Bail-in bonds are an important idea in their own right for helping prevent and manage banking crises. Buyers of this subordinated debt would know in advance that they would have to take a hit if the bank ran into trouble. The bondholders would have an incentive to police the issuers to make sure they didn’t take excessive risks. If they still did, the banks would have bigger buffers to absorb the shock - reducing the chance that taxpayers might have to ride to their rescue.

Requiring bank bosses to take some of their pay in this type of instrument would further sharpen the incentive. Managers wouldn’t just be less tempted to repeat the high-risk strategies of the credit bubble, such as mega-acquisitions or leveraging themselves to the eyeballs; they would also be more inclined to police intensively the behaviour of their underlings, who have sometimes caused havoc with rogue trading schemes.

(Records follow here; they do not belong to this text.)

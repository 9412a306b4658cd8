//! Shared error vocabulary.
//!
//! [`ErrorClassification`] gives callers one way to ask any error whether a
//! retry can help and how loudly it should be logged. Module errors embed
//! [`CommonError`] as a transparent variant and derive their classification
//! with [`impl_error_classification!`](crate::impl_error_classification):
//!
//! ```rust,ignore
//! #[derive(Debug, thiserror::Error)]
//! pub enum OutboxError {
//!     #[error("Outbox full")]
//!     Full,
//!
//!     #[error(transparent)]
//!     Common(#[from] CommonError),
//! }
//!
//! impl_error_classification!(OutboxError, Common,
//!     Self::Full => {
//!         retryable: true,
//!         severity: ErrorSeverity::Warning,
//!         critical: false,
//!     }
//! );
//! ```

use std::fmt;
use std::time::Duration;

use thiserror::Error;

/// Result alias over [`CommonError`]
pub type CommonResult<T> = Result<T, CommonError>;

/// Failures shared by more than one module
#[derive(Debug, Clone, PartialEq, Eq, Error)]
pub enum CommonError {
    /// A configuration value was rejected
    #[error("Configuration error in '{field}': {message}")]
    Config { field: String, message: String },
}

impl CommonError {
    /// Reject the value of `field`
    pub fn config<F: Into<String>, M: Into<String>>(field: F, message: M) -> Self {
        Self::Config { field: field.into(), message: message.into() }
    }
}

impl ErrorClassification for CommonError {
    fn is_retryable(&self) -> bool {
        false
    }

    fn severity(&self) -> ErrorSeverity {
        ErrorSeverity::Error
    }

    fn is_critical(&self) -> bool {
        false
    }

    fn retry_after(&self) -> Option<Duration> {
        None
    }
}

/// Retry and alerting semantics of an error
pub trait ErrorClassification {
    /// Whether the same call may succeed later
    fn is_retryable(&self) -> bool;

    fn severity(&self) -> ErrorSeverity;

    /// Whether the failure points at a broken invariant
    fn is_critical(&self) -> bool;

    /// Suggested delay before retrying
    fn retry_after(&self) -> Option<Duration>;
}

/// Severity scale shared by logs and alerts
#[derive(Debug, Clone, Copy, PartialEq, Eq, PartialOrd, Ord)]
pub enum ErrorSeverity {
    Info,
    Warning,
    Error,
    Critical,
}

impl fmt::Display for ErrorSeverity {
    fn fmt(&self, f: &mut fmt::Formatter<'_>) -> fmt::Result {
        match self {
            Self::Info => write!(f, "INFO"),
            Self::Warning => write!(f, "WARN"),
            Self::Error => write!(f, "ERROR"),
            Self::Critical => write!(f, "CRITICAL"),
        }
    }
}

/// Implement [`ErrorClassification`] for an error that embeds [`CommonError`].
///
/// The embedded variant delegates; every other variant is listed with its
/// classification. `retry_after` defaults to `None` when omitted.
#[macro_export]
macro_rules! impl_error_classification {
    (
        $error_type:ty,
        $common_variant:ident
        $(,
            $variant:pat => {
                retryable: $retryable:expr,
                severity: $severity:expr,
                critical: $critical:expr
                $(, retry_after: $retry_after:expr)?
                $(,)?
            }
        )*
        $(,)?
    ) => {
        impl $crate::error::ErrorClassification for $error_type {
            fn is_retryable(&self) -> bool {
                match self {
                    Self::$common_variant(e) => e.is_retryable(),
                    $($variant => $retryable,)*
                }
            }

            fn severity(&self) -> $crate::error::ErrorSeverity {
                match self {
                    Self::$common_variant(e) => e.severity(),
                    $($variant => $severity,)*
                }
            }

            fn is_critical(&self) -> bool {
                match self {
                    Self::$common_variant(e) => e.is_critical(),
                    $($variant => $critical,)*
                }
            }

            fn retry_after(&self) -> Option<std::time::Duration> {
                match self {
                    Self::$common_variant(e) => e.retry_after(),
                    $($($variant => $retry_after,)?)*
                    #[allow(unreachable_patterns)]
                    _ => None,
                }
            }
        }
    };
}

Bail-in debt has different incentive properties from shares. Equity can soar in value, as well as plummet. Managers stuffed with shares can therefore try to shoot the lights out, without worrying too much about the downside.

Some argue that paying bankers with bail-in bonds could make them too risk-averse - and so, for example, refuse to lend in a downturn. But nobody is suggesting that financiers should be paid solely in such debt. A balanced diet would include equity as well as bail-in debt.

Erkki Liikanen, the Bank of Finland governor, isn’t the first person to suggest such a scheme. Lloyds and RBS both paid their bankers in subordinated debt in 2009. Some other central bankers and pundits have also advocated something similar. But Liikanen’s review has now put the idea firmly on the table for the European Union. Governments should run with it.